POV-Ray : Newsgroups : povray.beta-test : Radiosity: status & SMP idea : Re: Radiosity: status & SMP idea Server Time
28 Jul 2024 14:23:25 EDT (-0400)
  Re: Radiosity: status & SMP idea  
From: Chambers
Date: 22 Dec 2008 06:30:30
Message: <AE8980356CD843C5B3457F1A203917C5@HomePC>
> -----Original Message-----
> From: Warp [mailto:war### [at] tagpovrayorg]
> Chambers <ben### [at] pacificwebguycom> wrote:
> > Boost isn't slow.  Mutexing is slow (relatively).
> 
>   Boost mutexes are actually the slowest I have tried, although not by
> a
> very large margin.

> (interesting stuff about mutexing snipped)

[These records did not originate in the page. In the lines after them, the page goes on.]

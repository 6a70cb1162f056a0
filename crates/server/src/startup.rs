use std::{net::SocketAddr, sync::Arc};

use axum::Router;
use configs::{AppConfig, ServerConfig};
use dotenvy::dotenv;
use migration::MigratorTrait;
use tower_http::cors::CorsLayer;
use tracing::{info, warn};

use crate::errors::StartupError;
use crate::routes::{self, ServerState};
use service::{
    contact::repo::seaorm::SeaOrmContactRepository,
    runtime,
    storage::LocalFileStore,
};

pub fn build_cors() -> CorsLayer {
    CorsLayer::very_permissive()
}

pub fn bind_addr(server: &ServerConfig) -> Result<SocketAddr, StartupError> {
    format!("{}:{}", server.host, server.port)
        .parse()
        .map_err(|e| StartupError::InvalidConfig(format!("bind address {}:{}: {}", server.host, server.port, e)))
}

/// Resolves on Ctrl+C so in-flight requests can finish.
async fn shutdown_signal() {
    if let Err(e) = tokio::signal::ctrl_c().await {
        warn!(error = %e, "cannot listen for Ctrl+C; shutting down");
    }
    info!("shutdown signal received");
}

/// Public entry: load config from `CONFIG_PATH` or the environment and serve.
pub async fn run() -> anyhow::Result<()> {
    dotenv().ok();
    let cfg = AppConfig::load_or_env()?;
    run_with_config(cfg).await
}

/// Wire the database, file store and router, then serve until Ctrl+C.
pub async fn run_with_config(cfg: AppConfig) -> anyhow::Result<()> {
    runtime::ensure_env(&cfg.storage.public_dir, &cfg.storage.upload_dir)
        .await
        .map_err(|e| StartupError::Runtime(e.to_string()))?;

    // the connection is owned here and dropped when the server stops
    let db = models::db::connect_with_config(&cfg.database).await?;
    if cfg.database.run_migrations {
        migration::Migrator::up(&db, None).await?;
        info!("migrations applied");
    }

    let files = LocalFileStore::new(&cfg.storage.upload_dir).await?;
    let repo = Arc::new(SeaOrmContactRepository::new(db));
    let state = ServerState::new(repo, files);

    let app: Router = routes::build_router(state, build_cors(), &cfg.storage);

    let addr = bind_addr(&cfg.server)?;
    info!(%addr, upload_dir = %cfg.storage.upload_dir, "starting contacts server");
    let listener = tokio::net::TcpListener::bind(addr).await?;
    axum::serve(listener, app)
        .with_graceful_shutdown(shutdown_signal())
        .await?;
    info!("server stopped");
    Ok(())
}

Yes, I'm aware of different designs for mutexes.  In fact, the fastest
way to deal with them is to design your container such that they aren't
even needed.  However, the only paper I've seen that said such a thing
advocated using immutable state instead.

That is, once a variable is created it cannot be modified.  In the case
of a container, you don't actually change the container; you make a
copy, set the reference to point to the modified data, and dump the
original data.

I was so impressed that I implemented a few tests of the idea just to
get a feel for it.  It CAN be extremely fast, and threading CAN work
effectively with it, but generally it's a pain in the a** and, if done
wrong, you can screw up your data or get a big slowdown.  And you're
still faced with the race conditions when radiosity samples depend on
other radiosity samples (that is, the result of sampling depends on what
other samples are taken - but in a threaded environment, we don't know
what samples will be taken first).

Would it be faster if different threads rarely accessed the same locked
data?  We could split the sample tree into several smaller trees
(sub-trees, if you will) based on scene geography (grouping close
samples in the same tree).  Then, when performing sampling, a thread
would be most likely to only need access to a few of the sub-trees
(those nearest), and rarely the sub-trees further away.  If you only
have a few threads, then the chances of multiple threads needing the
same sub-tree at the same time are minimized.  Having more threads would
add more overhead, of course, because thread collision is more likely.

Or, depending on the implementation of the tree, you wouldn't need to
lock the whole tree, just one particular node and all it's sub-nodes.

Of course, I don't even know if such a thing would speed things up at
all, or if it's a pointless optimization.